Google has announced this week a whole new Google Music which will, as they explain, allow music artists to sell their own music at a 70/30 cut, that's 70% of the profit sent to the artist or band, plus a one-time fee. Artists are able to create their own profile for a one-time $25 fee, and will be able to sell their music directly to fans through this page. Individual tracks and albums will be able to be posted and sold, and all purchases will be able to be shared in the Google+ social network, through Android, and more. You'll be able to share tracks for free, preview tracks as little or as much for free as you like, and cash in without any label in between.
What you, the independent artist does, is head over to music.google.com/artists and you'll be right on your way. This experience is very similar to how app developers work with Android. For those of you who are unaware of how well developers can do selling apps, note this: Rovio, for example, was barely a business a few years ago, and is now a multi-million dollar group making more Angry Birds games all the time. As your music will share the same space as the major label bands you know and love, there's certainly more of a chance then EVER BEFORE that you'll blow up on a global scale (or on a United States scale, for now, that is.)

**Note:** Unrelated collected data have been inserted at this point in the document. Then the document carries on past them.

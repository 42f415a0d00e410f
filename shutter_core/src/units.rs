//! # Unit Types
//!
//! Area units and the rounding rules applied at the output boundary.
//!
//! All calculations run in square feet. Square metres are accepted on input
//! and converted with the exact factor [`SQFT_PER_SQM`]; nothing is rounded
//! during conversion.
//!
//! ## Rounding
//!
//! - Material quantities always round **up** ([`round_up`]): a partial board
//!   or prop still has to be bought whole.
//! - Displayed areas round to the nearest integer ([`round_display`]).
//! - No quantity may exceed [`MAX_QUANTITY`]; [`round_up`] and
//!   [`multiply`] return [`CalcError::QuantityOverflow`] instead of
//!   wrapping or saturating.
//!
//! ## Example
//!
//! ```rust
//! use shutter_core::units::{round_up, sqm_to_sqft, AreaUnit};
//!
//! assert!((sqm_to_sqft(100.0) - 1076.4).abs() < 1e-9);
//! assert_eq!(AreaUnit::Sqft.to_sqft(250.0), 250.0);
//! assert_eq!(round_up(127.5).unwrap(), 128);
//! ```

use serde::{Deserialize, Serialize};
use std::fmt;

use crate::errors::{CalcError, CalcResult};

/// Square feet in one square metre
pub const SQFT_PER_SQM: f64 = 10.764;

/// Convert square metres to square feet.
pub fn sqm_to_sqft(sqm: f64) -> f64 {
    sqm * SQFT_PER_SQM
}

/// Convert square feet to square metres.
pub fn sqft_to_sqm(sqft: f64) -> f64 {
    sqft / SQFT_PER_SQM
}

/// Largest quantity a line item may carry (2^53, the last integer an f64
/// holds exactly). Four of them still sum inside `u64`.
pub const MAX_QUANTITY: u64 = 1 << 53;

/// Round a quantity up to the next whole unit.
///
/// Values in `(-1, 0]` round to zero. Anything negative beyond that, NaN,
/// or above [`MAX_QUANTITY`] is a [`CalcError::QuantityOverflow`].
pub fn round_up(value: f64) -> CalcResult<u64> {
    let rounded = value.ceil();
    if rounded.is_nan() || rounded < 0.0 || rounded > MAX_QUANTITY as f64 {
        return Err(CalcError::quantity_overflow(value, MAX_QUANTITY));
    }
    Ok(rounded as u64)
}

/// `count × per`, bounded by [`MAX_QUANTITY`].
pub fn multiply(count: u64, per: u64) -> CalcResult<u64> {
    count
        .checked_mul(per)
        .filter(|&quantity| quantity <= MAX_QUANTITY)
        .ok_or_else(|| CalcError::quantity_overflow(format!("{} × {}", count, per), MAX_QUANTITY))
}

/// Round an area to the nearest whole number for display.
pub fn round_display(value: f64) -> u64 {
    value.round() as u64
}

/// Unit the caller entered the total area in
#[derive(Debug, Clone, Copy, PartialEq, Eq, Hash, Default, Serialize, Deserialize)]
#[serde(rename_all = "lowercase")]
pub enum AreaUnit {
    /// Square feet
    #[default]
    Sqft,
    /// Square metres
    Sqm,
}

impl AreaUnit {
    /// Normalize a value in this unit to square feet
    pub fn to_sqft(self, value: f64) -> f64 {
        match self {
            AreaUnit::Sqft => value,
            AreaUnit::Sqm => sqm_to_sqft(value),
        }
    }

    /// Human-readable unit label
    pub fn label(self) -> &'static str {
        match self {
            AreaUnit::Sqft => "sq ft",
            AreaUnit::Sqm => "sq m",
        }
    }
}

impl fmt::Display for AreaUnit {
    fn fmt(&self, f: &mut fmt::Formatter<'_>) -> fmt::Result {
        match self {
            AreaUnit::Sqft => write!(f, "sqft"),
            AreaUnit::Sqm => write!(f, "sqm"),
        }
    }
}

#[cfg(test)]
mod tests {
    use super::*;

    #[test]
    fn test_sqm_to_sqft() {
        assert!((sqm_to_sqft(100.0) - 1076.4).abs() < 1e-9);
        assert_eq!(sqm_to_sqft(1.0), 10.764);
    }

    #[test]
    fn test_unit_round_trip() {
        for x in [0.001, 1.0, 37.5, 1000.0, 123_456.789] {
            let back = sqft_to_sqm(sqm_to_sqft(x));
            assert!((back - x).abs() <= x * 1e-12, "round trip drifted for {}", x);
        }
    }

    #[test]
    fn test_to_sqft() {
        assert_eq!(AreaUnit::Sqft.to_sqft(500.0), 500.0);
        assert!((AreaUnit::Sqm.to_sqft(50.0) - 538.2).abs() < 1e-9);
    }

    #[test]
    fn test_round_up() {
        assert_eq!(round_up(195.0).unwrap(), 195);
        assert_eq!(round_up(195.000001).unwrap(), 196);
        assert_eq!(round_up(0.01).unwrap(), 1);
        assert_eq!(round_up(0.0).unwrap(), 0);
        assert_eq!(round_up(-0.5).unwrap(), 0);
    }

    #[test]
    fn test_round_up_out_of_range() {
        assert_eq!(round_up(MAX_QUANTITY as f64).unwrap(), MAX_QUANTITY);
        for value in [1e18, f64::INFINITY, f64::NAN, -2.0] {
            let err = round_up(value).unwrap_err();
            assert_eq!(err.error_code(), "QUANTITY_OVERFLOW", "value {}", value);
        }
    }

    #[test]
    fn test_multiply() {
        assert_eq!(multiply(195, 8).unwrap(), 1560);
        assert!(multiply(MAX_QUANTITY, 2).is_err());
        assert!(multiply(u64::MAX, 4).is_err());
    }

    #[test]
    fn test_round_display() {
        assert_eq!(round_display(1076.4), 1076);
        assert_eq!(round_display(107.64), 108);
        assert_eq!(round_display(0.5), 1);
    }

    #[test]
    fn test_serialization() {
        assert_eq!(serde_json::to_string(&AreaUnit::Sqm).unwrap(), "\"sqm\"");
        let unit: AreaUnit = serde_json::from_str("\"sqft\"").unwrap();
        assert_eq!(unit, AreaUnit::Sqft);
    }
}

The question now is what the labels will do if everyone goes independent - why not, right? Several major artist are releasing some exclusive tracks to the Google Music platform soon including Busta Rhyme and the Rolling Stones to show support - there's basically no room for error! Let us know what you plan on doing, garage bands and coffee shop minstrels, make it happen at music.google.com/artists right this very moment, and see how this may well change everything.